On his first day as chief executive of NHS England, Simon Stevens will call for a fundamental overhaul of disjointed services that are not focused on patients.

And he will warn that “the stakes have never been higher” with “service pressures” intensifying at a time when budgets are likely to be constrained for years to come.

A former health adviser to Tony Blair, he was appointed to take over from Sir David Nicholson as head of the NHS last October. Sir David took early retirement following widespread media criticism for his role in the Mid Staffordshire scandal.

Mr Stevens, who joined the NHS as a management trainee in 1988, held a number of roles within the organisation before moving into politics and pioneering Labour’s health reforms of the early 2000s. Most recently he was president of the global health division of the American company United Health Group.

He is due to address about 300 NHS staff and other health professionals in the North-east today, where he is expected to lay out what he sees as the key challenges facing the organisation.

“The global recession has meant the NHS facing its most sustained budget crunch in its 66-year history,” he will say.

“For the NHS the stakes have never been higher. Service pressures are intensifying, and longstanding problems are not going to disappear overnight. Successfully navigating the next few years is going to take a team effort – involving the biggest team in the biggest effort the NHS has ever seen.”
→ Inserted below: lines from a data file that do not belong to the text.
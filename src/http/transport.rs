//! Single-request transport
//!
//! A [`Transport`] issues exactly one GET and turns anything other than a
//! 2xx JSON response into a typed error. It never retries; that is the
//! executor's job.

use super::redact::redact_text;
use crate::error::{Error, Result};
use crate::types::StringMap;
use async_trait::async_trait;
use reqwest::Client;
use serde_json::Value;
use std::time::Duration;
use tracing::debug;

/// Longest response body kept in an error message
const MAX_ERROR_BODY: usize = 512;

/// A single page request: a path (or absolute URL) plus query and headers
#[derive(Debug, Clone, Default, PartialEq, Eq)]
pub struct PageRequest {
    /// Path relative to the transport's base URL, or an absolute URL
    pub url: String,
    /// Query parameters
    pub query: StringMap,
    /// Request headers
    pub headers: StringMap,
}

impl PageRequest {
    /// Create a request for a path or URL
    pub fn new(url: impl Into<String>) -> Self {
        Self {
            url: url.into(),
            ..Self::default()
        }
    }

    /// Add a query parameter
    #[must_use]
    pub fn query(mut self, key: impl Into<String>, value: impl Into<String>) -> Self {
        self.query.insert(key.into(), value.into());
        self
    }

    /// Add several query parameters, replacing existing ones
    #[must_use]
    pub fn with_params(mut self, params: &StringMap) -> Self {
        for (key, value) in params {
            self.query.insert(key.clone(), value.clone());
        }
        self
    }

    /// Add a header
    #[must_use]
    pub fn header(mut self, key: impl Into<String>, value: impl Into<String>) -> Self {
        self.headers.insert(key.into(), value.into());
        self
    }

    /// URL with query string, credentials redacted, for log lines
    pub fn display_url(&self) -> String {
        if self.query.is_empty() {
            return redact_text(&self.url);
        }

        let mut pairs: Vec<_> = self.query.iter().collect();
        pairs.sort();
        let query = pairs
            .into_iter()
            .map(|(k, v)| format!("{k}={v}"))
            .collect::<Vec<_>>()
            .join("&");
        let separator = if self.url.contains('?') { '&' } else { '?' };
        redact_text(&format!("{}{separator}{query}", self.url))
    }
}

/// Issues one request and decodes the JSON body
#[async_trait]
pub trait Transport: Send + Sync {
    /// Perform a GET and return the decoded body
    async fn get(&self, request: &PageRequest) -> Result<Value>;
}

/// Configuration for the HTTP transport
#[derive(Debug, Clone)]
pub struct TransportConfig {
    /// Base URL for relative request paths
    pub base_url: Option<String>,
    /// Request timeout
    pub timeout: Duration,
    /// User agent string
    pub user_agent: String,
}

impl Default for TransportConfig {
    fn default() -> Self {
        Self {
            base_url: None,
            timeout: Duration::from_secs(30),
            user_agent: format!("pagereaper/{}", env!("CARGO_PKG_VERSION")),
        }
    }
}

impl TransportConfig {
    /// Create a new config builder
    pub fn builder() -> TransportConfigBuilder {
        TransportConfigBuilder::default()
    }
}

/// Builder for transport config
#[derive(Default)]
pub struct TransportConfigBuilder {
    config: TransportConfig,
}

impl TransportConfigBuilder {
    /// Set the base URL
    pub fn base_url(mut self, url: impl Into<String>) -> Self {
        self.config.base_url = Some(url.into());
        self
    }

    /// Set the request timeout
    pub fn timeout(mut self, timeout: Duration) -> Self {
        self.config.timeout = timeout;
        self
    }

    /// Set user agent
    pub fn user_agent(mut self, agent: impl Into<String>) -> Self {
        self.config.user_agent = agent.into();
        self
    }

    /// Build the config
    pub fn build(self) -> TransportConfig {
        self.config
    }
}

/// reqwest-backed transport
pub struct HttpTransport {
    client: Client,
    config: TransportConfig,
}

impl HttpTransport {
    /// Create a transport with the given configuration
    pub fn new(config: TransportConfig) -> Result<Self> {
        let client = Client::builder()
            .timeout(config.timeout)
            .user_agent(&config.user_agent)
            .build()?;

        Ok(Self { client, config })
    }

    /// Create a transport rooted at a base URL with default settings
    pub fn with_base_url(base_url: impl Into<String>) -> Result<Self> {
        Self::new(TransportConfig::builder().base_url(base_url).build())
    }

    /// Build full URL from path
    fn build_url(&self, path: &str) -> String {
        if path.starts_with("http://") || path.starts_with("https://") {
            return path.to_string();
        }

        match &self.config.base_url {
            Some(base) => {
                let base = base.trim_end_matches('/');
                let path = path.trim_start_matches('/');
                format!("{base}/{path}")
            }
            None => path.to_string(),
        }
    }
}

#[async_trait]
impl Transport for HttpTransport {
    async fn get(&self, request: &PageRequest) -> Result<Value> {
        let full_url = self.build_url(&request.url);
        // Reject garbage early instead of letting reqwest fail mid-retry
        url::Url::parse(&full_url)?;

        let mut req = self.client.get(&full_url);

        for (key, value) in &request.headers {
            req = req.header(key.as_str(), value.as_str());
        }
        if !request.query.is_empty() {
            req = req.query(&request.query);
        }

        let response = req.send().await.map_err(|e| {
            if e.is_timeout() {
                Error::Timeout {
                    timeout_ms: self.config.timeout.as_millis() as u64,
                }
            } else {
                Error::Http(e.without_url())
            }
        })?;

        let status = response.status();
        let body = response.text().await.map_err(|e| Error::Http(e.without_url()))?;

        if !status.is_success() {
            let mut body = redact_text(&body);
            if body.len() > MAX_ERROR_BODY {
                let cut = (0..=MAX_ERROR_BODY)
                    .rev()
                    .find(|i| body.is_char_boundary(*i))
                    .unwrap_or(0);
                body.truncate(cut);
            }
            return Err(Error::http_status(status.as_u16(), body));
        }

        debug!("GET {} -> {}", request.display_url(), status.as_u16());

        serde_json::from_str(&body)
            .map_err(|e| Error::decode(format!("Response is not valid JSON: {e}")))
    }
}

impl std::fmt::Debug for HttpTransport {
    fn fmt(&self, f: &mut std::fmt::Formatter<'_>) -> std::fmt::Result {
        f.debug_struct("HttpTransport")
            .field("base_url", &self.config.base_url)
            .field("timeout", &self.config.timeout)
            .finish_non_exhaustive()
    }
}
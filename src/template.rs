//! Template interpolation for source catalogs
//!
//! Handles `{{ variable }}` interpolation in catalog paths, parameters and
//! headers. Three roots are recognised:
//! - `{{ locator }}`: the id or name a traversal starts from
//! - `{{ auth.<name> }}`: credentials
//! - `{{ param.<name> }}`: caller-supplied parameters

use crate::error::{Error, Result};
use crate::types::StringMap;
use regex::{Captures, Regex};
use std::sync::LazyLock;

/// Regex for matching template variables: {{ variable.path }}
static TEMPLATE_REGEX: LazyLock<Regex> = LazyLock::new(|| {
    Regex::new(r"\{\{\s*([a-zA-Z_][a-zA-Z0-9_]*(?:\.[a-zA-Z_][a-zA-Z0-9_]*)*)\s*\}\}").unwrap()
});

/// Variable roots a template may refer to
pub const TEMPLATE_ROOTS: &[&str] = &["locator", "auth", "param"];

/// Context for template interpolation
#[derive(Debug, Clone, Default)]
pub struct TemplateContext {
    /// Id or name the traversal starts from
    pub locator: String,
    /// Credentials
    pub auth: StringMap,
    /// Caller-supplied parameters
    pub param: StringMap,
}

impl TemplateContext {
    /// Create a new empty context
    pub fn new() -> Self {
        Self::default()
    }

    /// Create a context for a locator
    pub fn with_locator(locator: impl Into<String>) -> Self {
        Self {
            locator: locator.into(),
            ..Default::default()
        }
    }

    /// Set credentials
    pub fn set_auth(&mut self, auth: StringMap) -> &mut Self {
        self.auth = auth;
        self
    }

    /// Set caller parameters
    pub fn set_params(&mut self, params: StringMap) -> &mut Self {
        self.param = params;
        self
    }

    /// The same credentials and parameters for another locator
    pub fn for_locator(&self, locator: impl Into<String>) -> Self {
        Self {
            locator: locator.into(),
            ..self.clone()
        }
    }

    /// Get a value by path (e.g., "auth.access_token")
    pub fn get(&self, path: &str) -> Option<&str> {
        match path.split_once('.') {
            None if path == "locator" => Some(self.locator.as_str()),
            Some(("auth", name)) => self.auth.get(name).map(String::as_str),
            Some(("param", name)) => self.param.get(name).map(String::as_str),
            _ => None,
        }
    }
}

/// Render a template string with the given context
pub fn render(template: &str, ctx: &TemplateContext) -> Result<String> {
    let mut missing = Vec::new();

    let rendered = TEMPLATE_REGEX.replace_all(template, |cap: &Captures<'_>| {
        let var_path = &cap[1];
        match ctx.get(var_path) {
            Some(value) => value.to_string(),
            None => {
                missing.push(var_path.to_string());
                String::new()
            }
        }
    });

    if missing.is_empty() {
        Ok(rendered.into_owned())
    } else {
        Err(Error::undefined_var(missing.join(", ")))
    }
}

/// Render every value of a map
pub fn render_map(map: &StringMap, ctx: &TemplateContext) -> Result<StringMap> {
    map.iter()
        .map(|(key, value)| Ok((key.clone(), render(value, ctx)?)))
        .collect()
}

/// Check if a string contains template variables
pub fn has_templates(s: &str) -> bool {
    TEMPLATE_REGEX.is_match(s)
}

/// Extract all variable names from a template
pub fn extract_variables(template: &str) -> Vec<String> {
    TEMPLATE_REGEX
        .captures_iter(template)
        .map(|cap| cap[1].to_string())
        .collect()
}

/// Check that every variable of a template has a known root
pub fn validate(template: &str) -> Result<()> {
    for variable in extract_variables(template) {
        let root = variable.split('.').next().unwrap_or_default();
        let known = match root {
            "locator" => variable == "locator",
            "auth" | "param" => variable.matches('.').count() == 1,
            _ => false,
        };
        if !known {
            return Err(Error::template(format!(
                "unknown variable '{variable}' in '{template}', expected one of {}",
                TEMPLATE_ROOTS.join(", ")
            )));
        }
    }
    Ok(())
}
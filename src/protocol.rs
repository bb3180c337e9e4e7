//! Wire formatting
//!
//! Frames are plain UTF-8 text with no envelope. The only structure is a
//! display prefix derived from the message's origin, so client UIs can tell
//! chat, device responses, and sensor readings apart.

/// Where an outbound message came from.
#[derive(Debug, Clone, Copy, PartialEq, Eq)]
pub enum Origin {
    /// Another user's chat message
    Chat,
    /// A device responder reply (private to the issuing client)
    Device,
    /// A periodic sensor reading (broadcast to everyone)
    Sensor,
}

/// Render a payload with its origin prefix.
pub fn render(origin: Origin, text: &str) -> String {
    match origin {
        Origin::Chat => format!("User ➤ {text}"),
        Origin::Device => format!("Device ➤ {text}"),
        Origin::Sensor => format!("Sensor reading: {text}"),
    }
}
He will then outline the areas where, he will say, there is a broad political consensus for change, including action to raise standards of care for older people, better joint-working between health and social care, and harnessing advances in medicine.

“An ageing population with more chronic health conditions, but with new opportunities to live as independently as possible, means we’re going to have to radically transform how care is delivered outside hospitals,” he will say.

“Our traditional partitioning of health services – GPs, hospital outpatients, A&E departments, community nurses, emergency mental health care, out of hours units, ambulance services and so on – no longer makes much sense.”

Mr Stevens will conclude: “At all times our guiding principle will be: walk in the shoes of the people we serve. Think like a patient, act like a tax payer.”

Labour’s shadow Health Secretary Andy Burnham said he “wished Simon Stevens well”, but added people should be in no doubt about the scale of the challenge facing the NHS. “The NHS has just been through its worst year for a decade in A&E and staff morale is at rock-bottom following a re-organisation no one wanted,” he said.

“Turning things around will require strong leadership and an ability to stand up to political interference from David Cameron and Jeremy Hunt.”